President Barack Obama, in his final State of the Union (SOTU) address, revealed his goals for the final year of his presidency and additional ones that he hopes will be addressed in the near future following his departure from the White House. Like most of these addresses, he utilized geographical concepts from geopolitics and place identity to build the case for his plans. In about 6000 words, Obama developed a sense of place for America and addressed global changes as time and space are further compressed both by various technologies and changing ideals.

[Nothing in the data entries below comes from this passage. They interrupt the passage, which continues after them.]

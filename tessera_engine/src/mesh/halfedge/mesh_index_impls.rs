// Copyright (C) 2023 setzer22 and contributors
//
// This Source Code Form is subject to the terms of the Mozilla Public
// License, v. 2.0. If a copy of the MPL was not distributed with this
// file, You can obtain one at https://mozilla.org/MPL/2.0/.

use super::*;

macro_rules! impl_index_traits {
    ($id_type:ty, $output_type:ty, $arena:ident) => {
        impl std::ops::Index<$id_type> for MeshConnectivity {
            type Output = $output_type;

            fn index(&self, index: $id_type) -> &Self::Output {
                self.$arena.get(index).unwrap_or_else(|| {
                    panic!(
                        "{} index error for {:?}. Has the value been deleted?",
                        stringify!($id_type),
                        index
                    )
                })
            }
        }

        impl std::ops::IndexMut<$id_type> for MeshConnectivity {
            fn index_mut(&mut self, index: $id_type) -> &mut Self::Output {
                self.$arena.get_mut(index).unwrap_or_else(|| {
                    panic!(
                        "{} index error for {:?}. Has the value been deleted?",
                        stringify!($id_type),
                        index
                    )
                })
            }
        }
    };
}

impl_index_traits!(VertexId, Vertex, vertices);
impl_index_traits!(EdgeId, Edge, edges);
impl_index_traits!(FaceId, Face, faces);
impl_index_traits!(HalfEdgeId, HalfEdge, halfedges);

macro_rules! impl_index_ops {
    ($field_name:ident, $field_name_mut:ident, $id_type:ty, $output_type:ty, $arena:ident) => {
        /// Try to immutably borrow data
        pub fn $field_name(&self, id: $id_type) -> Option<&$output_type> {
            self.$arena.get(id)
        }

        /// Try to mutably borrow data
        pub fn $field_name_mut(&mut self, id: $id_type) -> Option<&mut $output_type> {
            self.$arena.get_mut(id)
        }
    };
}

impl MeshConnectivity {
    impl_index_ops!(vertex, vertex_mut, VertexId, Vertex, vertices);
    impl_index_ops!(edge, edge_mut, EdgeId, Edge, edges);
    impl_index_ops!(face, face_mut, FaceId, Face, faces);
    impl_index_ops!(halfedge, halfedge_mut, HalfEdgeId, HalfEdge, halfedges);
}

Early on, President Obama states that “we live in a time of extraordinary change” that affects “our place in the world”. Philosophers of geography have spent countless words investigating the meaning of “place” in this context, and this idea is a major theme running throughout the SOTU address. It is used mostly in the address to inquire about how the United States as a country interacts and is perceived on a global scale. This sentiment is present when Obama asks how to remain a global leader but not a global policeman, to remain safe but not isolated, and when he says that religious intolerance “diminishes” how people elsewhere view the United States and its people. The compression of time and space is equally present in the SOTU address. It is at play when Obama discusses outsourcing of jobs and companies moving abroad in a global economy with “less loyalty to their communities” and when he speaks on terrorism. He mentions that children in remote villages have better access to education while terrorists also are more capable of connecting and promoting their agendas on the Internet.
His idea for our country’s place in the world is best displayed when he muses that America’s global “leadership means a wise application of military power, and rallying the world behind causes that are right… seeing our foreign assistance as a part of our national security, not something separate, not charity”. That leadership also means cutting back on greenhouse gas emissions and promoting renewable energies. He stresses the need to work with the international community – and take a leading role – on issues like climate change, addressing diseases like Ebola, HIV, malaria, and cancer, and ending conflicts in order to prevent refugee crises and foster a more durable peace. President Obama also insists that the place of the United States in the world as a leader is stronger than that of other global powers because his TransPacific Partnership ensures that the US has more command over east Asian trade than China – though he mentions this much later than his comments on job loss in a global market – and because the “people of the world do not look to Beijing or Moscow to lead”.
This SOTU address was not atypical in its use of geography. However, it does show its relevance in political discourse through spacetime compression and the rapid diffusion of ideas and information and a sense and significance of place in international perceptions and foreign relations.